//! Backend invocation: the opaque call to the recognition service.
//!
//! ## Why a blocking call?
//!
//! The backend transcribes whole documents in one request and offers no
//! job polling; a 200-page scan can hold the connection open for minutes.
//! The call is therefore made with a blocking client, no timeout, from
//! inside `tokio::task::spawn_blocking` so it never stalls the async
//! workers. The liveness probe, by contrast, is async and bounded by
//! `health_timeout_secs`: a hung backend fails `/ping` quickly while an
//! in-flight submission keeps waiting.
//!
//! [`OcrBackend`] is the seam: the pipeline only needs "give me ordered
//! page results and page artifacts in this directory", so tests substitute
//! an in-process implementation and never touch the network.

use crate::config::{GatewayConfig, OcrOptions};
use crate::error::GatewayError;
use crate::output::PageRecord;
use base64::{engine::general_purpose::STANDARD, Engine as _};
use serde::Deserialize;
use std::path::Path;
use std::time::Duration;
use tracing::{debug, info};

/// The recognition backend boundary.
///
/// Implementations perform one synchronous, blocking call: given the staged
/// document and resolved options, write per-page Markdown artifacts into
/// `page_dir` and return the ordered page results. Errors surface as
/// [`GatewayError::Inference`] and never prevent cleanup from running.
pub trait OcrBackend: Send + Sync {
    fn parse_document(
        &self,
        source: &Path,
        page_dir: &Path,
        options: &OcrOptions,
    ) -> Result<Vec<PageRecord>, GatewayError>;
}

/// Probe the backend's health endpoint within the configured timeout.
pub async fn probe_backend(config: &GatewayConfig) -> Result<(), GatewayError> {
    let url = config.backend_health_url();
    let unavailable = |detail: String| GatewayError::BackendUnavailable {
        url: url.clone(),
        detail,
    };

    let client = reqwest::Client::builder()
        .timeout(Duration::from_secs(config.health_timeout_secs))
        .build()
        .map_err(|e| unavailable(e.to_string()))?;

    let response = client
        .get(&url)
        .send()
        .await
        .map_err(|e| unavailable(e.to_string()))?;

    if response.status().is_success() {
        Ok(())
    } else {
        Err(unavailable(format!("HTTP {}", response.status())))
    }
}

// ── HTTP implementation ──────────────────────────────────────────────────

/// Wire format of one page in the backend's parse response.
#[derive(Debug, Deserialize)]
struct WirePage {
    page_no: usize,
    #[serde(default)]
    markdown: Option<String>,
    /// Variant with running headers/footers stripped, when the backend
    /// produces one.
    #[serde(default)]
    markdown_nohf: Option<String>,
}

#[derive(Debug, Deserialize)]
struct WireParseResponse {
    pages: Vec<WirePage>,
}

/// Production backend: forwards the staged document to the recognition
/// service's parse endpoint over HTTP.
pub struct HttpOcrBackend {
    parse_url: String,
}

impl HttpOcrBackend {
    pub fn new(config: &GatewayConfig) -> Self {
        Self {
            parse_url: config.backend_parse_url(),
        }
    }
}

impl OcrBackend for HttpOcrBackend {
    fn parse_document(
        &self,
        source: &Path,
        page_dir: &Path,
        options: &OcrOptions,
    ) -> Result<Vec<PageRecord>, GatewayError> {
        let inference = |detail: String| GatewayError::Inference { detail };

        let bytes = std::fs::read(source)
            .map_err(|e| inference(format!("read staged input {}: {e}", source.display())))?;

        info!(
            "Invoking backend for {} ({} bytes)",
            source.display(),
            bytes.len()
        );

        // No timeout: parse calls run as long as the document demands.
        let client = reqwest::blocking::Client::builder()
            .timeout(None)
            .build()
            .map_err(|e| inference(e.to_string()))?;

        let body = serde_json::json!({
            "file_data": STANDARD.encode(&bytes),
            "options": options,
        });

        let response = client
            .post(&self.parse_url)
            .json(&body)
            .send()
            .map_err(|e| inference(e.to_string()))?;

        if !response.status().is_success() {
            return Err(inference(format!("backend answered HTTP {}", response.status())));
        }

        let parsed: WireParseResponse = response.json().map_err(|e| inference(e.to_string()))?;

        write_page_artifacts(page_dir, &parsed.pages)
    }
}

/// Write per-page Markdown artifacts and build the ordered page records.
///
/// Artifact names follow the `<doc>_page_<n>.md` / `<doc>_page_<n>_nohf.md`
/// convention the consolidator selects on; `<doc>` is the directory's base
/// name, i.e. the document identifier.
fn write_page_artifacts(
    page_dir: &Path,
    pages: &[WirePage],
) -> Result<Vec<PageRecord>, GatewayError> {
    let inference = |detail: String| GatewayError::Inference { detail };

    std::fs::create_dir_all(page_dir)
        .map_err(|e| inference(format!("create {}: {e}", page_dir.display())))?;

    let doc = page_dir
        .file_name()
        .map(|n| n.to_string_lossy().into_owned())
        .unwrap_or_else(|| "document".to_string());

    let mut records = Vec::with_capacity(pages.len());
    for page in pages {
        let mut md_content_path = None;

        if let Some(md) = &page.markdown {
            let path = page_dir.join(format!("{doc}_page_{}.md", page.page_no));
            std::fs::write(&path, md)
                .map_err(|e| inference(format!("write {}: {e}", path.display())))?;
            md_content_path = Some(path);
        }
        if let Some(md) = &page.markdown_nohf {
            let path = page_dir.join(format!("{doc}_page_{}_nohf.md", page.page_no));
            std::fs::write(&path, md)
                .map_err(|e| inference(format!("write {}: {e}", path.display())))?;
            md_content_path.get_or_insert(path);
        }

        debug!("Page {}: artifact {:?}", page.page_no, md_content_path);
        records.push(PageRecord {
            page_no: page.page_no,
            md_content_path,
        });
    }

    records.sort_by_key(|r| r.page_no);
    Ok(records)
}

#[cfg(test)]
mod tests {
    use super::*;

    #[test]
    fn artifacts_follow_naming_convention() {
        let dir = tempfile::tempdir().unwrap();
        let page_dir = dir.path().join("abc123");
        let pages = vec![
            WirePage {
                page_no: 1,
                markdown: Some("# One".into()),
                markdown_nohf: None,
            },
            WirePage {
                page_no: 2,
                markdown: Some("# Two".into()),
                markdown_nohf: Some("Two body".into()),
            },
        ];

        let records = write_page_artifacts(&page_dir, &pages).unwrap();
        assert_eq!(records.len(), 2);
        assert!(page_dir.join("abc123_page_1.md").exists());
        assert!(page_dir.join("abc123_page_2.md").exists());
        assert!(page_dir.join("abc123_page_2_nohf.md").exists());
        assert_eq!(
            records[0].md_content_path.as_deref(),
            Some(page_dir.join("abc123_page_1.md").as_path())
        );
    }

    #[test]
    fn page_without_markdown_has_no_path() {
        let dir = tempfile::tempdir().unwrap();
        let page_dir = dir.path().join("doc");
        let pages = vec![WirePage {
            page_no: 1,
            markdown: None,
            markdown_nohf: None,
        }];

        let records = write_page_artifacts(&page_dir, &pages).unwrap();
        assert!(records[0].md_content_path.is_none());
    }

    #[test]
    fn records_come_back_page_ordered() {
        let dir = tempfile::tempdir().unwrap();
        let pages = vec![
            WirePage {
                page_no: 3,
                markdown: Some("c".into()),
                markdown_nohf: None,
            },
            WirePage {
                page_no: 1,
                markdown: Some("a".into()),
                markdown_nohf: None,
            },
        ];
        let records = write_page_artifacts(&dir.path().join("d"), &pages).unwrap();
        assert_eq!(
            records.iter().map(|r| r.page_no).collect::<Vec<_>>(),
            vec![1, 3]
        );
    }
}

- Directions
From the first record to the last, print each one exactly.

- Task answer
//! Backend invocation: the opaque call to the recognition service.
//!
//! ## Why a blocking call?
//!
//! The backend transcribes whole documents in one request and offers no
//! job polling; a 200-page scan can hold the connection open for minutes.
//! The call is therefore made with a blocking client, no timeout, from
//! inside `tokio::task::spawn_blocking` so it never stalls the async
//! workers. The liveness probe, by contrast, is async and bounded by
//! `health_timeout_secs`: a hung backend fails `/ping` quickly while an
//! in-flight submission keeps waiting.
//!
//! [`OcrBackend`] is the seam: the pipeline only needs "give me ordered
//! page results and page artifacts in this directory", so tests substitute
//! an in-process implementation and never touch the network.

use crate::config::{GatewayConfig, OcrOptions};
use crate::error::GatewayError;
use crate::output::PageRecord;
use base64::{engine::general_purpose::STANDARD, Engine as _};
use serde::Deserialize;
use std::path::Path;
use std::time::Duration;
use tracing::{debug, info};

/// The recognition backend boundary.
///
/// Implementations perform one synchronous, blocking call: given the staged
/// document and resolved options, write per-page Markdown artifacts into
/// `page_dir` and return the ordered page results. Errors surface as
/// [`GatewayError::Inference`] and never prevent cleanup from running.
pub trait OcrBackend: Send + Sync {
    fn parse_document(
        &self,
        source: &Path,
        page_dir: &Path,
        options: &OcrOptions,
    ) -> Result<Vec<PageRecord>, GatewayError>;
}

/// Probe the backend's health endpoint within the configured timeout.
pub async fn probe_backend(config: &GatewayConfig) -> Result<(), GatewayError> {
    let url = config.backend_health_url();
    let unavailable = |detail: String| GatewayError::BackendUnavailable {
        url: url.clone(),
        detail,
    };

    let client = reqwest::Client::builder()
        .timeout(Duration::from_secs(config.health_timeout_secs))
        .build()
        .map_err(|e| unavailable(e.to_string()))?;

    let response = client
        .get(&url)
        .send()
        .await
        .map_err(|e| unavailable(e.to_string()))?;

    if response.status().is_success() {
        Ok(())
    } else {
        Err(unavailable(format!("HTTP {}", response.status())))
    }
}

// ── HTTP implementation ──────────────────────────────────────────────────

/// Wire format of one page in the backend's parse response.
#[derive(Debug, Deserialize)]
struct WirePage {
    page_no: usize,
    #[serde(default)]
    markdown: Option<String>,
    /// Variant with running headers/footers stripped, when the backend
    /// produces one.
    #[serde(default)]
    markdown_nohf: Option<String>,
}

#[derive(Debug, Deserialize)]
struct WireParseResponse {
    pages: Vec<WirePage>,
}

/// Production backend: forwards the staged document to the recognition
/// service's parse endpoint over HTTP.
pub struct HttpOcrBackend {
    parse_url: String,
}

impl HttpOcrBackend {
    pub fn new(config: &GatewayConfig) -> Self {
        Self {
            parse_url: config.backend_parse_url(),
        }
    }
}

impl OcrBackend for HttpOcrBackend {
    fn parse_document(
        &self,
        source: &Path,
        page_dir: &Path,
        options: &OcrOptions,
    ) -> Result<Vec<PageRecord>, GatewayError> {
        let inference = |detail: String| GatewayError::Inference { detail };

        let bytes = std::fs::read(source)
            .map_err(|e| inference(format!("read staged input {}: {e}", source.display())))?;

        info!(
            "Invoking backend for {} ({} bytes)",
            source.display(),
            bytes.len()
        );

        // No timeout: parse calls run as long as the document demands.
        let client = reqwest::blocking::Client::builder()
            .timeout(None)
            .build()
            .map_err(|e| inference(e.to_string()))?;

        let body = serde_json::json!({
            "file_data": STANDARD.encode(&bytes),
            "options": options,
        });

        let response = client
            .post(&self.parse_url)
            .json(&body)
            .send()
            .map_err(|e| inference(e.to_string()))?;

        if !response.status().is_success() {
            return Err(inference(format!("backend answered HTTP {}", response.status())));
        }

        let parsed: WireParseResponse = response.json().map_err(|e| inference(e.to_string()))?;

        write_page_artifacts(page_dir, &parsed.pages)
    }
}

/// Write per-page Markdown artifacts and build the ordered page records.
///
/// Artifact names follow the `<doc>_page_<n>.md` / `<doc>_page_<n>_nohf.md`
/// convention the consolidator selects on; `<doc>` is the directory's base
/// name, i.e. the document identifier.
fn write_page_artifacts(
    page_dir: &Path,
    pages: &[WirePage],
) -> Result<Vec<PageRecord>, GatewayError> {
    let inference = |detail: String| GatewayError::Inference { detail };

    std::fs::create_dir_all(page_dir)
        .map_err(|e| inference(format!("create {}: {e}", page_dir.display())))?;

    let doc = page_dir
        .file_name()
        .map(|n| n.to_string_lossy().into_owned())
        .unwrap_or_else(|| "document".to_string());

    let mut records = Vec::with_capacity(pages.len());
    for page in pages {
        let mut md_content_path = None;

        if let Some(md) = &page.markdown {
            let path = page_dir.join(format!("{doc}_page_{}.md", page.page_no));
            std::fs::write(&path, md)
                .map_err(|e| inference(format!("write {}: {e}", path.display())))?;
            md_content_path = Some(path);
        }
        if let Some(md) = &page.markdown_nohf {
            let path = page_dir.join(format!("{doc}_page_{}_nohf.md", page.page_no));
            std::fs::write(&path, md)
                .map_err(|e| inference(format!("write {}: {e}", path.display())))?;
            md_content_path.get_or_insert(path);
        }

        debug!("Page {}: artifact {:?}", page.page_no, md_content_path);
        records.push(PageRecord {
            page_no: page.page_no,
            md_content_path,
        });
    }

    records.sort_by_key(|r| r.page_no);
    Ok(records)
}

#[cfg(test)]
mod tests {
    use super::*;

    #[test]
    fn artifacts_follow_naming_convention() {
        let dir = tempfile::tempdir().unwrap();
        let page_dir = dir.path().join("abc123");
        let pages = vec![
            WirePage {
                page_no: 1,
                markdown: Some("# One".into()),
                markdown_nohf: None,
            },
            WirePage {
                page_no: 2,
                markdown: Some("# Two".into()),
                markdown_nohf: Some("Two body".into()),
            },
        ];

        let records = write_page_artifacts(&page_dir, &pages).unwrap();
        assert_eq!(records.len(), 2);
        assert!(page_dir.join("abc123_page_1.md").exists());
        assert!(page_dir.join("abc123_page_2.md").exists());
        assert!(page_dir.join("abc123_page_2_nohf.md").exists());
        assert_eq!(
            records[0].md_content_path.as_deref(),
            Some(page_dir.join("abc123_page_1.md").as_path())
        );
    }

    #[test]
    fn page_without_markdown_has_no_path() {
        let dir = tempfile::tempdir().unwrap();
        let page_dir = dir.path().join("doc");
        let pages = vec![WirePage {
            page_no: 1,
            markdown: None,
            markdown_nohf: None,
        }];

        let records = write_page_artifacts(&page_dir, &pages).unwrap();
        assert!(records[0].md_content_path.is_none());
    }

    #[test]
    fn records_come_back_page_ordered() {
        let dir = tempfile::tempdir().unwrap();
        let pages = vec![
            WirePage {
                page_no: 3,
                markdown: Some("c".into()),
                markdown_nohf: None,
            },
            WirePage {
                page_no: 1,
                markdown: Some("a".into()),
                markdown_nohf: None,
            },
        ];
        let records = write_page_artifacts(&dir.path().join("d"), &pages).unwrap();
        assert_eq!(
            records.iter().map(|r| r.page_no).collect::<Vec<_>>(),
            vec![1, 3]
        );
    }
}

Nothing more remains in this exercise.